After consolidating their recent gains two weeks ago, the precious metals rocketed higher this week with very outsized gains, eclipsing even the decline of the USD which has been the predominant influence upon this market. Gold prices gained $14.60 on the week to reach new 7 new highs, and flirted shamelessly with the magical $400 price level. All of the buying was most speculative in nature, and was concentrated in New York, where virtually ALL of the price increases, or declines, now occur. There is no surprise to readers of this commentary that the market is now completely dominated by speculative forces, but, as we have been alluding over the past months, the very nature of such has been changing. To quote Mr. John Reade, of UBS, "Previously, typical gold investors would have been looking at the next 10 days or the next $10, thats not the case now". In other words, speculators have now become investors, looking past the short term into the future, and have become more committed to their positions than previously. This is easily seen in the large accumulation of long positions, by both large and small speculators, on the exchange and that the market has not been able to shake them out of the market despite some really vicious declines in the last few weeks.
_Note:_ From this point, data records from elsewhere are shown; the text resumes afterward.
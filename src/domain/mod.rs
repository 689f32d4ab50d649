//! Domain layer types and invariants.

pub mod error;
pub mod page;
pub mod props;
pub mod protocol;
pub mod validation;
#[cfg(test)]
mod tests {
    use std::sync::Mutex;
    use std::sync::atomic::{AtomicUsize, Ordering};

    use serde_json::json;

    use super::*;

    type Script = Box<dyn Fn(usize) -> Result<TransportResponse, TransportError> + Send + Sync>;

    struct ScriptedTransport {
        calls: AtomicUsize,
        resets: AtomicUsize,
        bodies: Mutex<Vec<Bytes>>,
        script: Script,
    }

    impl ScriptedTransport {
        fn new(
            script: impl Fn(usize) -> Result<TransportResponse, TransportError> + Send + Sync + 'static,
        ) -> Arc<Self> {
            Arc::new(Self {
                calls: AtomicUsize::new(0),
                resets: AtomicUsize::new(0),
                bodies: Mutex::new(Vec::new()),
                script: Box::new(script),
            })
        }

        fn calls(&self) -> usize {
            self.calls.load(Ordering::SeqCst)
        }
    }

    #[async_trait]
    impl SsrTransport for ScriptedTransport {
        async fn post(
            &self,
            _url: &str,
            body: Bytes,
            headers: &HeaderMap,
        ) -> Result<TransportResponse, TransportError> {
            assert_eq!(
                headers.get(header::CONTENT_TYPE).map(HeaderValue::as_bytes),
                Some(&b"application/json"[..])
            );
            self.bodies.lock().expect("bodies lock").push(body);
            let call = self.calls.fetch_add(1, Ordering::SeqCst);
            (self.script)(call)
        }

        fn reset(&self) {
            self.resets.fetch_add(1, Ordering::SeqCst);
        }
    }

    struct HangingTransport;

    #[async_trait]
    impl SsrTransport for HangingTransport {
        async fn post(
            &self,
            _url: &str,
            _body: Bytes,
            _headers: &HeaderMap,
        ) -> Result<TransportResponse, TransportError> {
            std::future::pending().await
        }
    }

    fn ok(body: serde_json::Value) -> Result<TransportResponse, TransportError> {
        Ok(TransportResponse {
            status: 200,
            body: Bytes::from(body.to_string()),
        })
    }

    fn status(code: u16) -> Result<TransportResponse, TransportError> {
        Ok(TransportResponse {
            status: code,
            body: Bytes::new(),
        })
    }

    fn page() -> Page {
        let mut page = Page::new("Home", "/", "v1");
        page.props.insert("errors".into(), json!({}));
        page
    }

    fn config() -> SsrConfig {
        SsrConfig {
            url: "http://renderer.test/render".into(),
            ..SsrConfig::default()
        }
    }

    #[test]
    fn retry_policy_matches_status_rules() {
        assert!(should_retry_status(0, &[]));
        assert!(should_retry_status(0, &[503]));
        assert!(should_retry_status(502, &[]));
        assert!(!should_retry_status(404, &[]));
        assert!(should_retry_status(429, &[429]));
        assert!(!should_retry_status(500, &[429]));
    }

    #[test]
    fn normalisation_fills_defaults() {
        assert!(SsrConfig::new("  ").normalized().is_none());

        let zeroed = SsrConfig {
            max_retries: 0,
            retry_delay: Duration::ZERO,
            ..config()
        }
        .normalized()
        .expect("enabled");
        assert_eq!(zeroed.max_retries, 1);
        assert_eq!(zeroed.retry_delay, Duration::from_millis(10));

        let disabled = SsrConfig {
            max_retries: 5,
            disable_retries: true,
            ..config()
        }
        .normalized()
        .expect("enabled");
        assert_eq!(disabled.max_retries, 0);
    }

    #[tokio::test]
    async fn renders_and_caches_fragment() {
        let transport = ScriptedTransport::new(|_| ok(json!({"head": ["<title>x</title>"], "body": "<div>x</div>"})));
        let renderer = SsrRenderer::new(config(), transport.clone()).expect("ssr enabled");
        let token = CancellationToken::new();

        let first = renderer.render(&page(), &token).await.expect("render");
        let second = renderer.render(&page(), &token).await.expect("render");

        assert_eq!(first, second);
        assert_eq!(first.head, vec!["<title>x</title>"]);
        assert_eq!(transport.calls(), 1);

        let sent = transport.bodies.lock().expect("bodies lock")[0].clone();
        let decoded: Page = serde_json::from_slice(&sent).expect("page json");
        assert_eq!(decoded, page());
    }

    #[tokio::test]
    async fn transient_failures_are_retried() {
        let transport = ScriptedTransport::new(|call| match call {
            0 => Err(TransportError::new("connection refused")),
            1 => status(503),
            _ => ok(json!({"body": "<main/>"})),
        });
        let renderer = SsrRenderer::new(
            SsrConfig {
                max_retries: 2,
                ..config()
            },
            transport.clone(),
        )
        .expect("ssr enabled");

        let fragment = renderer
            .render(&page(), &CancellationToken::new())
            .await
            .expect("render");

        assert_eq!(fragment.body, "<main/>");
        assert!(fragment.head.is_empty());
        assert_eq!(transport.calls(), 3);
        assert_eq!(transport.resets.load(Ordering::SeqCst), 2);
    }

    #[tokio::test]
    async fn exhausted_retries_surface_the_last_error() {
        let transport = ScriptedTransport::new(|_| status(502));
        let renderer = SsrRenderer::new(config(), transport.clone()).expect("ssr enabled");

        let err = renderer
            .render(&page(), &CancellationToken::new())
            .await
            .expect_err("bad status");

        assert!(matches!(err, SsrError::BadStatus { status: 502 }));
        assert_eq!(transport.calls(), 2);
    }

    #[tokio::test]
    async fn non_retryable_status_fails_once() {
        let transport = ScriptedTransport::new(|_| status(404));
        let renderer = SsrRenderer::new(config(), transport.clone()).expect("ssr enabled");

        let err = renderer
            .render(&page(), &CancellationToken::new())
            .await
            .expect_err("bad status");

        assert!(matches!(err, SsrError::BadStatus { status: 404 }));
        assert_eq!(transport.calls(), 1);
    }

    #[tokio::test]
    async fn disabled_retries_make_a_single_attempt() {
        let transport = ScriptedTransport::new(|_| Err(TransportError::new("boom")));
        let renderer = SsrRenderer::new(
            SsrConfig {
                max_retries: 3,
                disable_retries: true,
                ..config()
            },
            transport.clone(),
        )
        .expect("ssr enabled");

        let err = renderer
            .render(&page(), &CancellationToken::new())
            .await
            .expect_err("transport error");

        assert!(matches!(err, SsrError::Transport(_)));
        assert_eq!(transport.calls(), 1);
    }

    #[tokio::test]
    async fn undecodable_body_is_a_decode_error() {
        let transport = ScriptedTransport::new(|_| {
            Ok(TransportResponse {
                status: 200,
                body: Bytes::from_static(b"not json"),
            })
        });
        let renderer = SsrRenderer::new(config(), transport).expect("ssr enabled");

        let err = renderer
            .render(&page(), &CancellationToken::new())
            .await
            .expect_err("decode error");
        assert!(matches!(err, SsrError::Decode(_)));
        assert!(renderer.cache().is_some_and(|cache| cache.is_empty()));
    }

    #[tokio::test]
    async fn timeout_stops_a_hanging_renderer() {
        let renderer = SsrRenderer::new(
            SsrConfig {
                timeout: Duration::from_millis(20),
                ..config()
            },
            Arc::new(HangingTransport),
        )
        .expect("ssr enabled");

        let err = renderer
            .render(&page(), &CancellationToken::new())
            .await
            .expect_err("timeout");
        assert!(matches!(err, SsrError::Timeout { .. }));
    }

    #[tokio::test]
    async fn cancelled_caller_makes_no_attempt() {
        let transport = ScriptedTransport::new(|_| ok(json!({"body": ""})));
        let renderer = SsrRenderer::new(config(), transport.clone()).expect("ssr enabled");
        let token = CancellationToken::new();
        token.cancel();

        let err = renderer.render(&page(), &token).await.expect_err("cancelled");
        assert!(matches!(err, SsrError::Cancelled));
        assert_eq!(transport.calls(), 0);
    }

    #[tokio::test]
    async fn disabled_cache_posts_every_time() {
        let transport = ScriptedTransport::new(|_| ok(json!({"body": "x"})));
        let renderer = SsrRenderer::new(
            SsrConfig {
                cache_ttl: Duration::ZERO,
                ..config()
            },
            transport.clone(),
        )
        .expect("ssr enabled");
        let token = CancellationToken::new();

        renderer.render(&page(), &token).await.expect("render");
        renderer.render(&page(), &token).await.expect("render");
        assert!(renderer.cache().is_none());
        assert_eq!(transport.calls(), 2);
    }

    #[test]
    fn configured_headers_extend_content_type() {
        let mut configured = BTreeMap::new();
        configured.insert("X-Render-Token".to_string(), "secret".to_string());
        configured.insert("bad header".to_string(), "x".to_string());

        let headers = request_headers(&configured);
        assert_eq!(headers.get("x-render-token").map(HeaderValue::as_bytes), Some(&b"secret"[..]));
        assert_eq!(headers.len(), 2);
    }
}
Their commitment to this market stems from both superb and compelling rationale. The USD has fallen some 23% since the beginning of 2002 (gold up 36% in this timeframe), and is almost universally thought to be going lower longer term. While the equities markets have remained rather robust during these years, the fact is that stocks, in general, are still lower, and many analysts foresee continuing declines. Over the past year, this commentary has been warning of the onset of inflation due to the soaring creation of money by the Fed, the shockingly high twin deficits currently being incurred, and projected into the coming years, by the USA, mixed with the lowest interest rates in 50 years. And on Friday, we finally saw the monster come home to roost. The October Producer Price Index rose by .8%, over 10% per annum. Blend in the rather frightening geopolitical condition, what with greater fears of terrorist activities and a seemingly failing US mission into Iraq, and one has all the reasons in the world that the gold market will continue its march to higher prices. Rule #1 in any investor's handbook must be, "the trend is your friend", and so the secular long-term bull market in gold continues, for very good reason.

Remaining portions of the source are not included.